Cette fois, la brebis est trop visible (on est le le 11 novembre, jour férié en France et un chemin passe à proximité) et nous décidons de la cacher à la vue de tout le monde, et la rentrons dans la bergerie.

Dernière visite de la famille de lynx
Le soir, retour du travail et l’angoisse commence, il fait nuit quand nous rentrons et nous craignons une nouvelle attaque… A 18h15, mon mari descend en voiture à la bergerie directement et contrôle tout de suite les moutons, rien, ils sont tranquilles.

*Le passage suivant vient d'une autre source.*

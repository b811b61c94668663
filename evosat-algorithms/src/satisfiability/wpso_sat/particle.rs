use rand::Rng;

#[derive(Debug, Clone)]
pub struct Particle {
    pub position: Vec<bool>,
    pub velocity: Vec<f64>,
    /// Personal best position.
    pub best: Vec<bool>,
    pub fitness: f64,
}

impl Particle {
    /// Uniform random position, velocities uniform in [-1, 1].
    pub fn random<R: Rng>(num_variables: usize, rng: &mut R) -> Self {
        let position: Vec<bool> = (0..num_variables).map(|_| rng.gen::<bool>()).collect();
        let velocity = (0..num_variables)
            .map(|_| rng.gen_range(-1.0..=1.0))
            .collect();
        Self {
            best: position.clone(),
            position,
            velocity,
            fitness: f64::NEG_INFINITY,
        }
    }

    /// `v ← w·v + c1·r1·(best − x) + c2·r2·(global_best − x)` with fresh
    /// `r1, r2` per dimension.
    pub fn update_velocity<R: Rng>(
        &mut self,
        global_best: &[bool],
        w: f64,
        c1: f64,
        c2: f64,
        rng: &mut R,
    ) {
        for (i, v) in self.velocity.iter_mut().enumerate() {
            let r1 = rng.gen::<f64>();
            let r2 = rng.gen::<f64>();
            let x = bit(self.position[i]);
            *v = w * *v + c1 * r1 * (bit(self.best[i]) - x) + c2 * r2 * (bit(global_best[i]) - x);
        }
    }

    /// Binary PSO flight: one uniform draw per update, compared against every
    /// dimension's flip probability.
    pub fn fly<R: Rng>(&mut self, rng: &mut R) {
        let r = rng.gen::<f64>();
        for (x, &v) in self.position.iter_mut().zip(&self.velocity) {
            *x = r < sigmoid(v);
        }
    }
}

/// Logistic function written so that `exp` only ever sees a non-positive
/// argument.
pub fn sigmoid(v: f64) -> f64 {
    if v >= 0.0 {
        1.0 / (1.0 + (-v).exp())
    } else {
        let e = v.exp();
        e / (1.0 + e)
    }
}

#[inline]
fn bit(b: bool) -> f64 {
    if b {
        1.0
    } else {
        0.0
    }
}
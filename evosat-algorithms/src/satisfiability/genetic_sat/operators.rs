use super::Chromosome;
use rand::Rng;
use serde::{Deserialize, Serialize};

/// Which individuals form the reproduction pool.
#[derive(Serialize, Deserialize, Debug, Clone, Copy, PartialEq, Eq, Default)]
#[serde(rename_all = "snake_case")]
pub enum SelectionPolicy {
    /// The `selection_size` least fit individuals. This is the historical
    /// behaviour of the solver and stays the default.
    #[default]
    Lowest,
    /// The `selection_size` fittest individuals.
    Highest,
    /// `selection_size` winners of independent tournaments of
    /// `tournament_size` uniform draws each.
    Tournament,
}

impl SelectionPolicy {
    pub fn select<'p, R: Rng>(
        &self,
        population: &'p [Chromosome],
        size: usize,
        tournament_size: usize,
        rng: &mut R,
    ) -> Vec<&'p Chromosome> {
        match self {
            Self::Lowest => {
                let mut sorted: Vec<&Chromosome> = population.iter().collect();
                sorted.sort_by_key(|c| c.fitness());
                sorted.truncate(size);
                sorted
            }
            Self::Highest => {
                let mut sorted: Vec<&Chromosome> = population.iter().collect();
                sorted.sort_by(|a, b| b.fitness().cmp(&a.fitness()));
                sorted.truncate(size);
                sorted
            }
            Self::Tournament => (0..size)
                .map(|_| {
                    let first = &population[rng.gen_range(0..population.len())];
                    (1..tournament_size).fold(first, |best, _| {
                        let contender = &population[rng.gen_range(0..population.len())];
                        if contender.fitness() > best.fitness() {
                            contender
                        } else {
                            best
                        }
                    })
                })
                .collect(),
        }
    }
}

/// Uniform crossover. At every locus a coin with bias `crossover_p` decides
/// whether the children keep their own parent's bit or swap, so the two
/// children are complementary.
pub fn crossover<R: Rng>(
    a: &[bool],
    b: &[bool],
    crossover_p: f64,
    rng: &mut R,
) -> (Vec<bool>, Vec<bool>) {
    a.iter()
        .zip(b)
        .map(|(&x, &y)| {
            if rng.gen::<f64>() < crossover_p {
                (x, y)
            } else {
                (y, x)
            }
        })
        .unzip()
}

/// Outcome of the mutation gate for one child. `mutation_rate` is the
/// probability of a single flip per child, not a per-bit probability.
#[derive(Debug, Clone, Copy, PartialEq, Eq)]
pub enum Mutation {
    NoMutation,
    SingleFlip(usize),
}

impl Mutation {
    pub fn draw<R: Rng>(mutation_rate: f64, len: usize, rng: &mut R) -> Self {
        if len > 0 && rng.gen::<f64>() < mutation_rate {
            Self::SingleFlip(rng.gen_range(0..len))
        } else {
            Self::NoMutation
        }
    }

    pub fn apply(self, variables: &mut [bool]) {
        if let Self::SingleFlip(locus) = self {
            variables[locus] = !variables[locus];
        }
    }
}
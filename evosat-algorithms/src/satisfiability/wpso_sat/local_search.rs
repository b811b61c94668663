use evosat_challenges::satisfiability::{clause_satisfied, Challenge};

/// For every variable, the indices of the clauses that mention it.
#[derive(Debug, Clone)]
pub struct Occurrences {
    by_variable: Vec<Vec<usize>>,
}

impl Occurrences {
    pub fn new(challenge: &Challenge) -> Self {
        let mut by_variable = vec![Vec::new(); challenge.num_variables()];
        for (idx, clause) in challenge.clauses().iter().enumerate() {
            for &literal in clause {
                let clauses = &mut by_variable[literal.unsigned_abs() as usize - 1];
                if clauses.last() != Some(&idx) {
                    clauses.push(idx);
                }
            }
        }
        Self { by_variable }
    }

    pub fn clauses_of(&self, var_idx: usize) -> &[usize] {
        &self.by_variable[var_idx]
    }
}

/// Flips `variables[var_idx]` and returns the change in weighted score. Only
/// clauses containing the variable can change, so only those are rescored.
pub fn flip_gain(
    clauses: &[Vec<i32>],
    weights: &[f64],
    occurrences: &Occurrences,
    variables: &mut [bool],
    var_idx: usize,
) -> f64 {
    let satisfied_weight = |variables: &[bool]| -> f64 {
        occurrences
            .clauses_of(var_idx)
            .iter()
            .filter(|&&c| clause_satisfied(&clauses[c], variables))
            .map(|&c| weights[c])
            .sum()
    };
    let before = satisfied_weight(&*variables);
    variables[var_idx] = !variables[var_idx];
    let after = satisfied_weight(&*variables);
    after - before
}

/// Bounded first-improvement hill climbing.
///
/// Sweeps the variables in order, keeping every flip whose gain is `>= 0`
/// and undoing the rest. The flip budget is checked between sweeps only, so a
/// started sweep always completes and the count may exceed `max_flip` by up
/// to one sweep. Stops after a sweep without positive gain. Returns the
/// number of flips tried.
pub fn local_search(
    clauses: &[Vec<i32>],
    weights: &[f64],
    occurrences: &Occurrences,
    variables: &mut [bool],
    max_flip: usize,
) -> usize {
    let mut flips = 0;
    while flips < max_flip {
        let mut improvement = 0.0;
        for var_idx in 0..variables.len() {
            let gain = flip_gain(clauses, weights, occurrences, variables, var_idx);
            flips += 1;
            if gain >= 0.0 {
                improvement += gain;
            } else {
                variables[var_idx] = !variables[var_idx];
            }
        }
        if improvement <= 0.0 {
            break;
        }
    }
    flips
}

A pied, il remonte vers la bergerie, et là, il croise la femelle avec ses 2 jeunes qui redescendent tranquillement le chemin !! À une douzaine de mètres… les jeunes partent en trottinant mais la femelle reste tranquille et passe son chemin ! Encore une superbe observation pour lui … peut-être pour le remercier de lui avoir permis de croquer 2 de ses moutons !!
Nous avons ressorti la brebis tuée et l’avons déposée près de la haie, pour la nuit, sans espoir qu’ils reviennent cette fois. Le soir personne n’est venu, mais le lendemain matin, samedi, la brebis était tirée vers la haie et consommée, les 2 gigots et un peu du restant.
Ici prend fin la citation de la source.